Oven: 425 degrees
Bake: 15 minutes
Pan: Sheet Pan
Yields: 12 scones
3 c. Soft White Flour (pastry flour) 360 g
1 T. baking powder
1/2 tsp baking soda
3/4 tsp salt
1/3 c. sugar (73 g)
1 c. butter (2 sticks) cold and diced (226 g)
1 c. buttermilk (245 g)
1 tsp. vanilla extract
2 T butter (28 g)
2 T. sugar (25 g)
- Mix flour, sugar, salt, and baking powder and soda.
- Cut the butter (with pastry cutter) into the dry ingredients until the mixture has a crumbly texture.
- Add buttermilk and vanilla.
- Stir until everything just comes together to make a stiff dough.
- Turn out onto the counter and knead 3 to 4 times .
- Divide the dough in half, pat each half into a 7 inch circle and cut it into six wedges.
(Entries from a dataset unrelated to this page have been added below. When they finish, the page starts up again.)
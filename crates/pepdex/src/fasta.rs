use serde::{Deserialize, Serialize};

/// Index of a protein in the caller-owned protein list
#[derive(Copy, Clone, Debug, Default, PartialEq, Eq, PartialOrd, Ord, Hash, Serialize, Deserialize)]
#[repr(transparent)]
pub struct ProteinIx(pub u32);

#[derive(Clone, Debug, Default, PartialEq, Eq, Serialize, Deserialize)]
pub struct Protein {
    /// Accession, i.e. the first whitespace-separated word of the header
    pub identifier: String,
    /// Remainder of the header line
    pub description: String,
    pub sequence: String,
}

impl Protein {
    pub fn new<S: Into<String>>(identifier: S, description: S, sequence: S) -> Self {
        Protein {
            identifier: identifier.into(),
            description: description.into(),
            sequence: sequence.into(),
        }
    }
}

pub struct Fasta {
    pub proteins: Vec<Protein>,
}

impl Fasta {
    // Parse a string into a fasta database
    pub fn parse(contents: &str) -> Fasta {
        let mut proteins = Vec::new();
        let mut header: Option<&str> = None;
        let mut s = String::new();

        let mut flush = |header: Option<&str>, s: &mut String| {
            if s.is_empty() {
                return;
            }
            let header = header.unwrap_or_default();
            let (identifier, description) = header
                .split_once(char::is_whitespace)
                .unwrap_or((header, ""));
            proteins.push(Protein {
                identifier: identifier.into(),
                description: description.trim().into(),
                sequence: std::mem::take(s),
            });
        };

        for line in contents.lines() {
            let line = line.trim();
            if line.is_empty() {
                continue;
            }
            if let Some(id) = line.strip_prefix('>') {
                flush(header, &mut s);
                header = Some(id.trim());
            } else {
                s.push_str(line);
            }
        }
        flush(header, &mut s);

        Fasta { proteins }
    }
}

#[cfg(test)]
mod test {
    use super::*;

    #[test]
    fn parse_fasta() {
        let contents = r#"
>sp|P00001|TEST_HUMAN A test protein OS=Homo sapiens
MADEEKLPPG
WEKRMSR
>rev_sp|P00001|TEST_HUMAN
RSMRKEWGPP
>empty

>sp|P00002|NODESC
PEPTIDE
"#;
        let fasta = Fasta::parse(contents);
        assert_eq!(fasta.proteins.len(), 3);
        assert_eq!(
            fasta.proteins[0],
            Protein::new(
                "sp|P00001|TEST_HUMAN",
                "A test protein OS=Homo sapiens",
                "MADEEKLPPGWEKRMSR"
            )
        );
        assert_eq!(fasta.proteins[1].identifier, "rev_sp|P00001|TEST_HUMAN");
        assert_eq!(fasta.proteins[1].description, "");
        assert_eq!(fasta.proteins[2].sequence, "PEPTIDE");
    }

    #[test]
    fn parse_empty() {
        assert!(Fasta::parse("").proteins.is_empty());
    }
}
Place on a baking sheet.
- Toppings: Melt the butter and brush the top of each scone and sprinkle with the 2 T. of sugar.
Alternative Shaping Method:
- Using a 1/3 of a cup or a #12 scoop
- Scoop them onto the baking sheet and brush with the melted butter and top with sugar.
Added dried cranberries, raisins, nuts or any type of dried fruit.
Add cinnamon, nutmeg or a spice of your choice.